Howdy.  My name is Eric Hauter, and I am a dad with a ton of kids.  During my non-existent spare time, I like to play a wide variety of games, including JRPGs, strategy and action games (with the occasional trip into the black hole of MMOs). I am intrigued by the prospect of cloud gaming, and am often found poking around the cloud various platforms looking for fun and interesting stories.  I was an early adopter of PSVR (I had one delivered on release day), and I’ve enjoyed trying out the variety of games that have released since day one. I've since added an Oculus Quest 2 to my headset collection.  I’m intrigued by the possibilities presented by VR multi-player, and I try almost every multi-player game that gets released.

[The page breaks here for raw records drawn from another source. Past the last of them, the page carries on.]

//! The application's screens and the resources they share.

use std::cell::RefCell;
use std::collections::HashMap;
use std::path::Path;
use std::rc::Rc;

use anyhow::Result;
use ocrtunes_ui::prelude::*;

use crate::store::{Store, StoreError};

mod library;
mod main_menu;
mod playlist_maker;
mod playlist_viewer;
mod tutorial;

pub use library::Library;
pub use main_menu::MainMenu;
pub use playlist_maker::PlaylistMaker;
pub use playlist_viewer::PlaylistViewer;
pub use tutorial::Tutorial;

pub const MAIN_MENU: SceneId = SceneId::new("main_menu");
pub const TUTORIAL: SceneId = SceneId::new("tutorial");
pub const LIBRARY: SceneId = SceneId::new("library");
pub const PLAYLIST_MAKER: SceneId = SceneId::new("playlist_maker");
pub const PLAYLIST_VIEWER: SceneId = SceneId::new("playlist_viewer");

/// Cover stored with new playlists, relative to the data directory.
pub const DEFAULT_COVER: &str = "images/default.png";

/// Requests other screens send to the playlist maker.
#[derive(Debug, Clone)]
pub enum MakerRequest {
    /// Start a fresh playlist.
    Reset,
    /// Start a fresh playlist with only this genre's songs on offer.
    Genre(String),
    /// Append a song to the playlist in progress.
    Add(Song),
}

// ── shared resources ──────────────────────────────────────────────────────

pub struct Images {
    pub default_cover: ImageId,
    pub cross: ImageId,
    pub bin: ImageId,
    pub tick: ImageId,
    pub particles: [ImageId; 4],
    pub menu_bg: ImageId,
    pub library_bg: ImageId,
    pub maker_bg: ImageId,
    pub viewer_bg: ImageId,
    /// Playlist covers keyed by their stored path.
    pub covers: HashMap<String, ImageId>,
}

impl Images {
    /// Loads the fixed artwork plus every cover in `covers`. Unreadable files
    /// fall back to the store's placeholder.
    pub fn load<'a>(store: &mut ImageStore, dir: &Path, covers: impl IntoIterator<Item = &'a str>) -> Self {
        let mut load = |rel: &str| store.load(dir.join(rel));
        let covers = covers.into_iter().map(|c| (c.to_owned(), load(c))).collect();
        Self {
            covers,
            default_cover: load(DEFAULT_COVER),
            cross: load("images/cross.png"),
            bin: load("images/bin.png"),
            tick: load("images/tick.png"),
            particles: [
                load("particles/particle1.png"),
                load("particles/particle2.png"),
                load("particles/particle3.png"),
                load("particles/particle4.png"),
            ],
            menu_bg: load("backgrounds/main_menu.png"),
            library_bg: load("backgrounds/library.png"),
            maker_bg: load("backgrounds/playlists.png"),
            viewer_bg: load("backgrounds/playlist_viewer.png"),
        }
    }

    /// Cover for a playlist's stored image path.
    pub fn cover(&self, path: &str) -> ImageId {
        self.covers.get(path).copied().unwrap_or(self.default_cover)
    }
}

/// Everything a screen is built from. Cheap to clone.
#[derive(Clone)]
pub struct Env {
    pub store: Rc<RefCell<Store>>,
    pub catalogue: Rc<[Song]>,
    pub images: Rc<Images>,
    pub regular: Option<FontId>,
    pub bold: Option<FontId>,
}

impl Env {
    /// Default widget style in the bold face.
    pub fn style(&self, size: f32) -> Style {
        Style::default().font(self.bold, size)
    }

    /// Style for text drawn straight onto the scene background.
    pub fn plain(&self, size: f32) -> Style {
        self.style(size).text(style::BLACK)
    }

    /// Red message line.
    pub fn error_style(&self, size: f32) -> Style {
        self.style(size).text(style::RED)
    }
}

/// Builds every screen and starts on the main menu.
pub fn build(env: &Env) -> Result<Navigator> {
    Ok(Navigator::new(MainMenu::new(env)?)
        .with(Tutorial::new(env)?)
        .with(Library::new(env)?)
        .with(PlaylistMaker::new(env)?)
        .with(PlaylistViewer::new(env)?))
}

// ── widget helpers ────────────────────────────────────────────────────────

/// Read-only line of text without a background.
pub fn label(x: f32, y: f32, w: f32, h: f32, text: &str, style: Style) -> Result<TextField, BuildError> {
    TextField::new(&WidgetConfig::new(x, y, w, h).text(text).background(false), style)
}

/// Logs store failures that are not user mistakes and returns the text to show.
pub fn store_failure(e: &StoreError) -> String {
    log::error!("store update failed: {e}");
    e.to_string()
}

/// The navigation column on the left of the signed-in screens.
pub struct Sidebar {
    pub first: WidgetKey<Button>,
}

impl Sidebar {
    /// `first` and `second` are `(label, target)` for the two top entries.
    /// Settings is shown but goes nowhere.
    pub fn add(
        widgets: &mut WidgetSet,
        env: &Env,
        first: (&str, SceneId),
        second: (&str, SceneId),
    ) -> Result<Self, BuildError> {
        let entry = |y: f32, text: &str, to: Option<SceneId>| {
            let mut cfg = WidgetConfig::new(0.0, y, 200.0, 50.0).text(text).background(false);
            if let Some(to) = to {
                cfg = cfg.redirect(to);
            }
            Button::new(&cfg, env.plain(BODY_SIZE))
        };
        let first = widgets.add(entry(188.0, first.0, Some(first.1))?);
        widgets.add(entry(238.0, second.0, Some(second.1))?);
        widgets.add(entry(783.0, "Settings", None)?);
        widgets.add(entry(833.0, "Log Out", Some(MAIN_MENU))?);
        Ok(Self { first })
    }
}

#[cfg(test)]
pub(crate) mod testing {
    use super::*;
    use ocrtunes_engine::text::FontSystem;
    use ocrtunes_ui::model::SongLength;

    /// An environment over a temporary data directory and a small catalogue.
    pub fn env() -> (tempfile::TempDir, Env) {
        let dir = tempfile::tempdir().unwrap();
        let store = Store::open(dir.path()).unwrap();
        let song = |name: &str, artist: &str, genre: &str, m, s| Song {
            name: name.into(),
            artist: artist.into(),
            genre: genre.into(),
            length: SongLength::new(m, s),
        };
        let catalogue: Vec<Song> = vec![
            song("505", "Arctic Monkeys", "Rock", 4, 13),
            song("Breathe", "Yeat", "Rap", 2, 51),
            song("Kill Bill", "SZA", "Pop", 2, 36),
            song("Nights", "Frank Ocean", "RNB", 5, 7),
        ];
        let p = ImageStore::placeholder();
        let images = Images {
            default_cover: p,
            cross: p,
            bin: p,
            tick: p,
            particles: [p; 4],
            menu_bg: p,
            library_bg: p,
            maker_bg: p,
            viewer_bg: p,
            covers: HashMap::new(),
        };
        let env = Env {
            store: Rc::new(RefCell::new(store)),
            catalogue: catalogue.into(),
            images: Rc::new(images),
            regular: None,
            bold: None,
        };
        (dir, env)
    }

    pub const USER: &str = "sparky";

    /// Registers [`USER`] and logs in through the main menu, landing on the library.
    pub fn signed_in(env: &Env) -> Navigator {
        env.store.borrow_mut().sign_up(USER, "pw").unwrap();
        let mut nav = build(env).unwrap();
        let mut events = fill(1160.0, 340.0, USER);
        events.extend(fill(1160.0, 400.0, "pw"));
        events.push(press(1160.0, 560.0));
        frame(&mut nav, &events);
        assert_eq!(nav.current_id(), &LIBRARY);
        nav
    }

    /// Runs one frame headlessly: input, update, then messages and transitions.
    pub fn frame(nav: &mut Navigator, events: &[UiEvent]) {
        let fonts = FontSystem::new();
        nav.process_input(events);
        nav.update(&LayoutCtx::new(&fonts, None, 1.0 / 60.0));
        nav.finish_frame();
    }

    pub fn press(x: f32, y: f32) -> UiEvent {
        UiEvent::PointerDown { pos: Vec2::new(x, y), button: MouseButton::Left }
    }

    pub fn key(k: Key) -> UiEvent {
        UiEvent::KeyDown { key: k, modifiers: Default::default(), text: None }
    }

    pub fn type_text(text: &str) -> Vec<UiEvent> {
        text.chars()
            .map(|c| UiEvent::KeyDown { key: Key::Character(c), modifiers: Default::default(), text: Some(c.to_string()) })
            .collect()
    }

    /// Clicks into a field, types `text` and confirms with Enter.
    pub fn fill(x: f32, y: f32, text: &str) -> Vec<UiEvent> {
        let mut events = vec![press(x, y)];
        events.extend(type_text(text));
        events.push(key(Key::Enter));
        events
    }
}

My first system was a Commodore 64, and I’ve owned countless systems since then.  I was a manager at a toy store for the release of PS1, PS2, N64 and Dreamcast, so my nostalgia that era of gaming runs pretty deep.  Currently, I play on Stadia, PS5, PS4, PSVR, Quest 2, Switch, Luna, GeForce Now, and a janky PC.  While I lean towards Sony products, I don’t have any brand loyalty, and am perfectly willing to play game on other systems.

When I’m not playing games or wrangling my gaggle of children, I enjoy watching horror movies and doing all the other geeky activities one might expect.